Hey streettogs, I’m starting a new book on a distillation of all the “Learn from the Masters” articles I’ve written. I hope these daily lessons can inspire you, I know they inspired me!

© Robert Capa / Magnum Photos. SPAIN. Cordoba front. September, 1936. Death of a loyalist militiaman.

“If your photographs aren’t good enough, you’re not close enough.” – Robert Capa

One of the common mistakes that many beginning street photographers make is this: they don’t get close enough.

We have many fears and provide a lot of excuses for not getting close enough in our street photography. We are worried about pissing people off, we are worried about making other people feel uncomfortable, and we are worried that strangers might call the cops on us (or even worse, physically assault us).

However realize that this is all in your head. By getting closer to a stranger, you won’t die. In-fact, I have learned that in photography (and life), with physical proximity comes emotional proximity.

It isn’t enough to use a telephoto or zoom lens to get “close” to your subject. That is fake intimacy. By using a telephoto lens, you are treating your subjects like zoo animals, and your photography is a safari hunt.

However when we read the quote from Robert Capa on closeness, it doesn’t necessarily mean physical proximity. You can be physically close to your subject, and still emotionally distant. The most important thing as a street photographer is to empathize with your subject and try to connect with them, their emotions, feelings, and condition.

In street photography I generally recommend using a 35mm lens (full-frame equivalent) for most photographers (Alex Webb, Constantine Manos, and Anders Petersen shoot with this focal length). The human eye sees the world in around a 40mm field-of-view, and I find that shooting with a 35mm lens gives you enough wiggle-room around the edges of the frame.

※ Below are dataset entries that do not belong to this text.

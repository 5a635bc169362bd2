//! Audio format classification for archive files

use clap::ValueEnum;
use serde::{Deserialize, Serialize};
use std::fmt;

/// Extensions we consider audio at all; everything else is never downloaded
const AUDIO_EXTENSIONS: &[&str] = &["flac", "mp3", "ogg", "shn", "wav", "m4a"];

/// Format tag assigned to a single manifest entry
#[derive(Debug, Clone, Copy, PartialEq, Eq)]
pub enum AudioFormat {
    Flac,
    Mp3,
    Other,
}

/// Format requested by the user
#[derive(Debug, Clone, Copy, PartialEq, Eq, Default, ValueEnum, Serialize, Deserialize)]
#[serde(rename_all = "lowercase")]
pub enum FormatMode {
    Flac,
    #[default]
    Mp3,
    Both,
}

impl FormatMode {
    pub fn wants_flac(self) -> bool {
        matches!(self, FormatMode::Flac | FormatMode::Both)
    }

    pub fn wants_mp3(self) -> bool {
        matches!(self, FormatMode::Mp3 | FormatMode::Both)
    }

    /// Whether a file tagged `format` satisfies this mode
    pub fn accepts(self, format: AudioFormat) -> bool {
        match format {
            AudioFormat::Flac => self.wants_flac(),
            AudioFormat::Mp3 => self.wants_mp3(),
            AudioFormat::Other => false,
        }
    }
}

impl fmt::Display for FormatMode {
    fn fmt(&self, f: &mut fmt::Formatter<'_>) -> fmt::Result {
        match self {
            FormatMode::Flac => write!(f, "flac"),
            FormatMode::Mp3 => write!(f, "mp3"),
            FormatMode::Both => write!(f, "both"),
        }
    }
}

/// Check whether a file name carries a recognized audio extension
pub fn is_audio_file(name: &str) -> bool {
    name.rsplit_once('.')
        .map(|(_, ext)| {
            let ext = ext.to_ascii_lowercase();
            AUDIO_EXTENSIONS.contains(&ext.as_str())
        })
        .unwrap_or(false)
}

/// Classify a manifest entry by its name and declared format
///
/// The suffix wins over the declared format, and a FLAC signal from either
/// source beats an MP3 signal.
pub fn classify(name: &str, declared_format: &str) -> AudioFormat {
    let name = name.to_lowercase();
    let declared = declared_format.to_lowercase();

    let is_flac = name.ends_with(".flac") || declared.contains("flac");
    let is_mp3 = name.ends_with(".mp3") || declared.contains("mp3") || declared == "vbr mp3";

    if is_flac {
        AudioFormat::Flac
    } else if is_mp3 {
        AudioFormat::Mp3
    } else {
        AudioFormat::Other
    }
}
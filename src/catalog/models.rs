//! Relisten API response models

use serde::{Deserialize, Deserializer, Serialize};
use url::Url;

// Year listing response (artists/{band}/years/{year})
#[derive(Debug, Clone, Deserialize)]
pub struct YearData {
    #[serde(default)]
    pub shows: Vec<Show>,
}

/// A dated performance
#[derive(Debug, Clone, Serialize, Deserialize)]
pub struct Show {
    pub display_date: String,
    #[serde(default)]
    pub venue: Option<Venue>,
}

impl Show {
    pub fn venue_name(&self) -> &str {
        self.venue
            .as_ref()
            .and_then(|v| v.name.as_deref())
            .unwrap_or("Unknown Venue")
    }

    pub fn venue_location(&self) -> &str {
        self.venue
            .as_ref()
            .and_then(|v| v.location.as_deref())
            .unwrap_or("Unknown Location")
    }
}

#[derive(Debug, Clone, Serialize, Deserialize)]
pub struct Venue {
    pub name: Option<String>,
    pub location: Option<String>,
}

// Show detail response (artists/{band}/shows/{date})
#[derive(Debug, Clone, Deserialize)]
pub struct ShowDetail {
    pub display_date: String,
    #[serde(default)]
    pub sources: Vec<SourceRecord>,
}

/// One recording of a show
#[derive(Debug, Clone, Serialize, Deserialize)]
pub struct SourceRecord {
    #[serde(default)]
    pub id: Option<i64>,
    #[serde(default)]
    pub uuid: Option<String>,
    /// Average rating; upstream sometimes omits it or sends it as a string
    #[serde(default, deserialize_with = "lenient_f64")]
    pub avg_rating: Option<f64>,
    #[serde(default)]
    pub is_soundboard: bool,
    #[serde(default)]
    pub taper: Option<String>,
    #[serde(default)]
    pub links: Vec<Link>,
}

impl SourceRecord {
    /// Rating used for comparisons; an absent rating counts as zero
    pub fn rating(&self) -> f64 {
        self.avg_rating.unwrap_or(0.0)
    }

    /// Opaque identifier for display
    pub fn label(&self) -> String {
        self.uuid
            .clone()
            .or_else(|| self.id.map(|id| id.to_string()))
            .unwrap_or_else(|| "unknown".to_string())
    }

    /// Archive.org item identifier from the first archive.org link
    pub fn archive_identifier(&self) -> Option<String> {
        self.links.iter().find_map(|link| archive_identifier(&link.url))
    }
}

#[derive(Debug, Clone, Serialize, Deserialize)]
pub struct Link {
    pub url: String,
}

/// Extract the item identifier (last non-empty path segment) from an archive.org URL
pub fn archive_identifier(link: &str) -> Option<String> {
    let url = Url::parse(link).ok()?;
    let host = url.host_str()?;
    if host != "archive.org" && !host.ends_with(".archive.org") {
        return None;
    }

    url.path_segments()?
        .filter(|s| !s.is_empty())
        .next_back()
        .map(|s| {
            urlencoding::decode(s)
                .map(|d| d.into_owned())
                .unwrap_or_else(|_| s.to_string())
        })
}

/// Accept a JSON number or a numeric string; anything else is absent
fn lenient_f64<'de, D>(deserializer: D) -> Result<Option<f64>, D::Error>
where
    D: Deserializer<'de>,
{
    let value = Option::<serde_json::Value>::deserialize(deserializer)?;
    Ok(match value {
        Some(serde_json::Value::Number(n)) => n.as_f64(),
        Some(serde_json::Value::String(s)) => s.trim().parse().ok(),
        _ => None,
    })
}
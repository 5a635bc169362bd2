//! Streaming file transfer with progress

use async_trait::async_trait;
use futures::{Stream, StreamExt};
use indicatif::{ProgressBar, ProgressStyle};
use reqwest::{Client, StatusCode};
use std::path::Path;
use tokio::fs::File;
use tokio::io::{AsyncWrite, AsyncWriteExt};
use tracing::debug;

use crate::sync::TransferError;

/// Moves the bytes behind a URL into a local file
#[async_trait]
pub trait Transfer: Send + Sync {
    /// Fetch `url` into `dest`, replacing any existing file.
    /// Returns the number of bytes written.
    async fn transfer(&self, url: &str, dest: &Path, display_name: &str) -> Result<u64, TransferError>;
}

/// Anything other than 200 counts as a failed transfer
fn ensure_ok(status: StatusCode) -> Result<(), TransferError> {
    if status == StatusCode::OK {
        Ok(())
    } else {
        Err(TransferError::Status {
            status: status.as_u16(),
        })
    }
}

/// Copy a response body into `writer`, advancing `bar`
///
/// Any error abandons the bar before it is returned.
async fn write_body<S, C, W>(stream: S, writer: &mut W, bar: &ProgressBar) -> Result<u64, TransferError>
where
    S: Stream<Item = reqwest::Result<C>>,
    C: AsRef<[u8]>,
    W: AsyncWrite + Unpin,
{
    let mut stream = std::pin::pin!(stream);
    let mut written = 0u64;

    while let Some(chunk) = stream.next().await {
        let result = match chunk {
            Ok(chunk) => writer
                .write_all(chunk.as_ref())
                .await
                .map(|_| chunk.as_ref().len() as u64)
                .map_err(TransferError::from),
            Err(e) => Err(e.into()),
        };
        match result {
            Ok(len) => {
                written += len;
                bar.set_position(written);
            }
            Err(e) => {
                bar.abandon();
                return Err(e);
            }
        }
    }

    if let Err(e) = writer.flush().await {
        bar.abandon();
        return Err(e.into());
    }
    Ok(written)
}

/// HTTP transfer that shows a progress bar per file
#[derive(Clone)]
pub struct HttpTransfer {
    http_client: Client,
    show_progress: bool,
}

impl HttpTransfer {
    pub fn new(http_client: Client) -> Self {
        Self {
            http_client,
            show_progress: true,
        }
    }

    /// Disable progress bars (e.g. when output is not a terminal)
    pub fn quiet(mut self) -> Self {
        self.show_progress = false;
        self
    }

    fn progress_bar(&self, content_length: Option<u64>, display_name: &str) -> ProgressBar {
        if !self.show_progress {
            return ProgressBar::hidden();
        }

        let bar = match content_length {
            Some(len) if len > 0 => {
                let bar = ProgressBar::new(len);
                bar.set_style(
                    ProgressStyle::default_bar()
                        .template("      {msg} [{bar:40.cyan/blue}] {bytes}/{total_bytes} ({bytes_per_sec}, {eta})")
                        .unwrap_or_else(|_| ProgressStyle::default_bar())
                        .progress_chars("#>-"),
                );
                bar
            }
            _ => {
                let bar = ProgressBar::new_spinner();
                bar.set_style(
                    ProgressStyle::default_spinner()
                        .template("      {spinner:.green} {msg} {bytes} ({bytes_per_sec})")
                        .unwrap_or_else(|_| ProgressStyle::default_spinner()),
                );
                bar
            }
        };
        bar.set_message(display_name.to_string());
        bar
    }
}

#[async_trait]
impl Transfer for HttpTransfer {
    async fn transfer(&self, url: &str, dest: &Path, display_name: &str) -> Result<u64, TransferError> {
        debug!("Transferring {} -> {}", url, dest.display());

        let response = self.http_client.get(url).send().await?;

        ensure_ok(response.status())?;

        let bar = self.progress_bar(response.content_length(), display_name);

        // Truncates any stale copy left from an earlier run
        let mut file = File::create(dest).await?;
        let written = write_body(response.bytes_stream(), &mut file, &bar).await?;
        bar.finish_and_clear();

        debug!("Wrote {} bytes to {}", written, dest.display());
        Ok(written)
    }
}
//! archive.org manifest and transfer module

pub mod client;
pub mod models;
pub mod transfer;

pub use client::{Archive, ArchiveClient};
pub use models::*;
pub use transfer::{HttpTransfer, Transfer};
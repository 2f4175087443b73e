use super::intent::Intent;
use super::state::UiState;

/// Pure state transition: `(State, Intent) -> State`.
pub trait Reducer {
    type State: UiState;
    type Intent: Intent;

    fn reduce(state: Self::State, intent: Self::Intent) -> Self::State;
}
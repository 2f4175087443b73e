use crate::ui::fetch::FetchStatus;
use crate::ui::theme::{
    ACCENT, GLOBAL_BORDER, HEADER_SEPARATOR, HEADER_TEXT, STATUS_ERROR, STATUS_IDLE, STATUS_OK,
    STATUS_PENDING,
};
use ratatui::style::{Modifier, Style};
use ratatui::text::{Line, Span};
use ratatui::widgets::{Block, Borders, Paragraph};

pub struct Header;

impl Default for Header {
    fn default() -> Self {
        Self::new()
    }
}

impl Header {
    pub fn new() -> Self {
        Self
    }

    pub fn widget(&self, status: FetchStatus, resource: String) -> Paragraph<'static> {
        let text_style = Style::default().fg(HEADER_TEXT);
        let separator_style = Style::default().fg(HEADER_SEPARATOR);
        let (dot, label, color) = status_badge(status);
        let line = Line::from(vec![
            Span::styled("  ", text_style),
            Span::styled(
                "postview",
                Style::default().fg(ACCENT).add_modifier(Modifier::BOLD),
            ),
            Span::styled("  │  ", separator_style),
            Span::styled(dot, Style::default().fg(color)),
            Span::styled(" ", text_style),
            Span::styled(label, text_style),
            Span::styled("  │  ", separator_style),
            Span::styled(resource, text_style),
        ]);

        Paragraph::new(line).block(
            Block::default()
                .borders(Borders::TOP | Borders::BOTTOM)
                .border_style(Style::default().fg(GLOBAL_BORDER)),
        )
    }
}

fn status_badge(status: FetchStatus) -> (&'static str, &'static str, ratatui::style::Color) {
    match status {
        FetchStatus::Idle => ("○", "Idle", STATUS_IDLE),
        FetchStatus::Loading => ("●", "Loading", STATUS_PENDING),
        FetchStatus::Success => ("●", "Loaded", STATUS_OK),
        FetchStatus::Failure => ("●", "Failed", STATUS_ERROR),
    }
}
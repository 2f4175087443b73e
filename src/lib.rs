pub mod cli;
pub mod config;
pub mod headless;
pub mod logging;
pub mod resource;
pub mod ui;
//! Model-View-Intent (MVI) primitives.
//!
//! ```text
//! Intent ──→ Reducer ──→ State ──→ View
//!    ↑                              │
//!    └──────────────────────────────┘
//! ```
//!
//! Reducers are the only place state changes. Side effects (network
//! requests, logging) happen around the dispatch, never inside it.

mod intent;
mod reducer;
mod state;

pub use intent::Intent;
pub use reducer::Reducer;
pub use state::UiState;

A 50mm is fine too (Henri Cartier-Bresson was famous for using it for nearly his entire life), but in today’s crowded world, I find it to be a bit too tight. A 28mm is fantastic too (William Klein, Bruce Gilden, and Garry Winogrand have used this focal length), but realize that you have to be close enough with this lens to fill the frame.

As a rule-of-thumb, I try to shoot with a 35mm at least two-arm-lengths away (or closer). 2 arm-lengths is 1.2 meters (around 4 feet). Therefore I always have my camera pre-focused to 1.2 meters, set at f/8, ISO 1600, and I simply go out to find moments to shoot.

The .7 Meter Challenge

NYC, 2015

To truly get comfortable getting closer to your subjects, try this assignment from my friend Satoki Nagata: For an entire month, only take photos of your subjects from .7 meters (1-arm-length). For this assignment, switch your camera to manual-focusing mode, and tape the focusing mechanism of your lens to that distance. By setting yourself this “creative constraint,” you will learn how to better engage your subjects and get them comfortable with you shooting at such a close distance.

Start off by asking for permission, then once you feel more courageous, start shooting candidly.

You can read more on the .7 meter challenge here.

Shooting street photography with a telephoto

You don’t always need to shoot with a wide angle lens. Some of the greatest street photographers have used a longer lens, such as Saul Leiter, Tony Ray Jones, and Rene Burri. They used long lenses intentionally to compress their backgrounds and make unique images. However their images still have emotion and soul to them, as they caught moments of the “human condition.”

Ultimately use the lens and focal length which suits your personality. But if you’ve never tried shooting wide and getting physically close in street photography, I recommend you to try it out, and push yourself out of your comfort zone.

5 thoughts on “Learn From the Masters: Lesson #1 Get Closer

  1. Hi Eric,
    It is a fantastic idea to come up with a book on learning from the masters. Congratulations for thinking this up and starting it! I wish you luck and godspeed. This article is also good, although, I shudder at the prospect of doing this 0.7 mtr thing.

  2. Gear question! I don’t want to get into the Gas trap, so I’m constraining myself to two cameras (M4P, MDa) and three lenses (a 35 for each body plus a 75 in the bag)

    I’m set on the 75, (I know what I like in that length, I use it a lot) but I’m not used to shooting at 35mm and so I’m a little warier about the choices. You used to recommend the Skopar 35 PII, now you recommend the Nokton – I heard there were issues with the focusing on this, which unnerved me on a fast lens…

    I’d like to shoot low-light if I can, do you think the focus issues are ‘ok’ on the nokton? It’s either the Skopar and a 35 Elmar, or the Nokton and Skopar if you think it’s good enough!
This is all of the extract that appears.